I'd like to think their answers help me stay relevant.
But sometimes, their answers just make me feel obsolete.
For example, this week I took a survey in my journalism class to find out how many of my young classmates read blogs (self-serving question, I know). The answer: none of them.
Oh, and Twitter is for "old people." And Ashton Kutcher.
That's what I get for asking self-serving questions.
With respect to both macro-blogs (like this one) as well as micro-blogs (such as Twitter), the research I read online backs up the results of my highly unscientific survey. Young internet users are turning away from blogs, both as creators and as consumers, according to a study by the Pew Research Center. Only 15% of 18- to 29-year-olds now maintain a blog (down from 24% in 2007). The numbers were similar for teens, among whom there has been also a 24 point drop in the number who comment on friends' blogs (from 76% down to 52%). And yes, the majority of Twitter users are 35 and older, according to comScore.

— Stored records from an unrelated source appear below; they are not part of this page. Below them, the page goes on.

//! Chainkey key pair tool.
//!
//! Generates, inspects and uses key pairs in the `[curve:]base58`
//! textual format.
//!
//! # Usage
//!
//! ```bash
//! # Generate a key pair (human-readable output)
//! chainkey-keygen generate
//!
//! # Generate a key pair (JSON output)
//! chainkey-keygen generate --json
//!
//! # Show the public key of a stored secret
//! CHAINKEY_SECRET=ed25519:... chainkey-keygen inspect
//!
//! # Sign and verify
//! chainkey-keygen sign --secret ed25519:... "hello"
//! chainkey-keygen verify --public-key ed25519:... "hello" ed25519:...
//! ```

mod cli;
mod config;

use anyhow::{bail, Context};
use serde::Serialize;
use tracing_subscriber::EnvFilter;

use chainkey_core::crypto::decode_signature;
use chainkey_core::{implicit_account_id, KeyPair, KeyType, PublicKey, SigningKeyPair};

use crate::cli::{Cli, Commands};
use crate::config::{KeygenConfig, OutputFormat};

/// Message signed by `generate --verify`.
const SELF_TEST_MESSAGE: &[u8] = b"chainkey keypair verification";

/// Result of a command, printed as text or JSON.
#[derive(Debug, Serialize)]
#[serde(untagged)]
enum Report {
    KeyPair {
        public_key: PublicKey,
        secret_key: String,
        account_id: String,
    },
    Signature {
        public_key: PublicKey,
        signature: String,
    },
    Verification {
        public_key: PublicKey,
        valid: bool,
    },
}

impl Report {
    fn for_key_pair(key_pair: &KeyPair) -> Self {
        let public_key = key_pair.public_key();
        Report::KeyPair {
            public_key,
            secret_key: key_pair.to_encoded_string(),
            account_id: implicit_account_id(&public_key),
        }
    }

    fn print(&self, output: OutputFormat) -> anyhow::Result<()> {
        if output == OutputFormat::Json {
            println!("{}", serde_json::to_string_pretty(self)?);
            return Ok(());
        }

        match self {
            Report::KeyPair { public_key, secret_key, account_id } => {
                println!("Public Key:  {}", public_key);
                println!("Secret Key:  {}", secret_key);
                println!("Account Id:  {}", account_id);
                println!();
                println!("IMPORTANT: Store your secret key securely!");
                println!("           Anyone with this key can control your account.");
            }
            Report::Signature { signature, .. } => println!("{}", signature),
            Report::Verification { valid, .. } => {
                println!("{}", if *valid { "valid" } else { "invalid" })
            }
        }
        Ok(())
    }
}

/// Execute a command.
fn run(command: &Commands) -> anyhow::Result<Report> {
    match command {
        Commands::Generate { curve, verify } => {
            let key_pair = KeyPair::from_random(*curve);

            if *verify {
                let signature = key_pair.sign(SELF_TEST_MESSAGE);
                if !key_pair.verify(SELF_TEST_MESSAGE, signature.signature_bytes()) {
                    bail!("generated key pair failed verification");
                }
                tracing::info!("generated key pair passed self-test");
            }

            Ok(Report::for_key_pair(&key_pair))
        }
        Commands::Inspect { secret } => {
            let key_pair = KeyPair::from_encoded_secret(secret).context("invalid secret key")?;
            Ok(Report::for_key_pair(&key_pair))
        }
        Commands::Sign { secret, message } => {
            let key_pair = KeyPair::from_encoded_secret(secret).context("invalid secret key")?;
            let signature = key_pair.sign(message.as_bytes());
            Ok(Report::Signature {
                public_key: key_pair.public_key(),
                signature: signature.to_string(),
            })
        }
        Commands::Verify { public_key, message, signature } => {
            let signature = parse_signature(signature, public_key.key_type())?;
            let valid = public_key.verify(message.as_bytes(), &signature);
            tracing::debug!(%public_key, valid, "checked signature");
            Ok(Report::Verification {
                public_key: *public_key,
                valid,
            })
        }
    }
}

/// Decode a `[curve:]base58` signature for a key of curve `expected`.
fn parse_signature(encoded: &str, expected: KeyType) -> anyhow::Result<Vec<u8>> {
    let (key_type, bytes) = decode_signature(encoded).context("invalid signature")?;
    if key_type != expected {
        bail!("signature curve {} does not match public key curve {}", key_type, expected);
    }
    Ok(bytes)
}

fn main() -> anyhow::Result<()> {
    let cli = Cli::parse_args();
    let config = KeygenConfig::from_cli(&cli);

    // Logs go to stderr so stdout stays parseable.
    let filter = EnvFilter::try_from_default_env()
        .unwrap_or_else(|_| EnvFilter::new(&config.log_level));

    tracing_subscriber::fmt()
        .with_env_filter(filter)
        .with_writer(std::io::stderr)
        .with_target(false)
        .init();

    tracing::debug!("chainkey-keygen v{}", env!("CARGO_PKG_VERSION"));

    let report = run(&config.command)?;
    report.print(config.output)?;

    if let Report::Verification { valid: false, .. } = report {
        std::process::exit(1);
    }
    Ok(())
}

#[cfg(test)]
mod tests {
    use super::*;
    use chainkey_core::KeyError;

    fn sign_with(key_pair: &KeyPair, message: &str) -> String {
        let report = run(&Commands::Sign {
            secret: key_pair.to_encoded_string(),
            message: message.to_string(),
        })
        .unwrap();

        match report {
            Report::Signature { signature, .. } => signature,
            other => panic!("unexpected report: {:?}", other),
        }
    }

    fn verify_with(public_key: PublicKey, message: &str, signature: String) -> bool {
        let report = run(&Commands::Verify {
            public_key,
            message: message.to_string(),
            signature,
        })
        .unwrap();

        match report {
            Report::Verification { valid, .. } => valid,
            other => panic!("unexpected report: {:?}", other),
        }
    }

    #[test]
    fn test_generate_with_self_test() {
        let report = run(&Commands::Generate { curve: KeyType::Ed25519, verify: true }).unwrap();

        match report {
            Report::KeyPair { public_key, secret_key, account_id } => {
                assert!(secret_key.starts_with("ed25519:"));
                assert_eq!(account_id, implicit_account_id(&public_key));
                let restored = KeyPair::from_encoded_secret(&secret_key).unwrap();
                assert_eq!(restored.public_key(), public_key);
            }
            other => panic!("unexpected report: {:?}", other),
        }
    }

    #[test]
    fn test_inspect_matches_key_pair() {
        let key_pair = KeyPair::from_random(KeyType::Ed25519);
        let report = run(&Commands::Inspect { secret: key_pair.to_encoded_string() }).unwrap();

        assert!(matches!(
            report,
            Report::KeyPair { public_key, .. } if public_key == key_pair.public_key()
        ));
    }

    #[test]
    fn test_inspect_rejects_bad_secret() {
        assert!(run(&Commands::Inspect { secret: "ed25519:0OIl".into() }).is_err());
    }

    #[test]
    fn test_sign_then_verify() {
        let key_pair = KeyPair::from_random(KeyType::Ed25519);
        let signature = sign_with(&key_pair, "hello");
        assert!(signature.starts_with("ed25519:"));

        assert!(verify_with(key_pair.public_key(), "hello", signature.clone()));
        assert!(!verify_with(key_pair.public_key(), "goodbye", signature.clone()));

        // The curve prefix on the signature is optional.
        let bare = signature.trim_start_matches("ed25519:").to_string();
        assert!(verify_with(key_pair.public_key(), "hello", bare));
    }

    #[test]
    fn test_verify_rejects_unknown_signature_curve() {
        let key_pair = KeyPair::from_random(KeyType::Ed25519);
        let result = run(&Commands::Verify {
            public_key: key_pair.public_key(),
            message: "hello".into(),
            signature: "rsa:abc".into(),
        });
        assert!(result.is_err());
    }

    #[test]
    fn test_verify_rejects_extra_segments() {
        let key_pair = KeyPair::from_random(KeyType::Ed25519);
        let err = run(&Commands::Verify {
            public_key: key_pair.public_key(),
            message: "hello".into(),
            signature: "a:b:c".into(),
        })
        .unwrap_err();

        assert_eq!(
            err.downcast_ref::<KeyError>(),
            Some(&KeyError::InvalidKeyFormat { segments: 3 })
        );
    }

    #[test]
    fn test_json_report_fields() {
        let key_pair = KeyPair::from_random(KeyType::Ed25519);
        let value = serde_json::to_value(Report::for_key_pair(&key_pair)).unwrap();

        assert_eq!(value["public_key"], key_pair.public_key().to_string());
        assert_eq!(value["secret_key"], key_pair.to_encoded_string());
        assert_eq!(value["account_id"].as_str().unwrap().len(), 64);
    }
}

I've never been under the delusion that blogging makes me hip or cutting-edge, so I'm not shocked by those stats--a little depressed, maybe, but not shocked. What I did find surprising, though, were articles like Why Isn't Mainstream Gen Y Buying Into the New Web?, which suggest that the younger generation is not nearly as enthused about Web 2.0 as I would have thought.
What they are enthused by: the mobile web. Especially the mobile web as viewed on a mobile phone. So a smart and forward-thinking blogger, I suppose, would start learning to blog with a mobile audience in mind.
But to be honest, I'm too tired to even think about that right now. It seems like we have to rethink everything these days--privacy, copyright, what it means to be smart, what it means to write well, and on and on. Now I have to rethink blogging, too?
They say 30 is the new 20, but at times like this, it feels more like the new 80.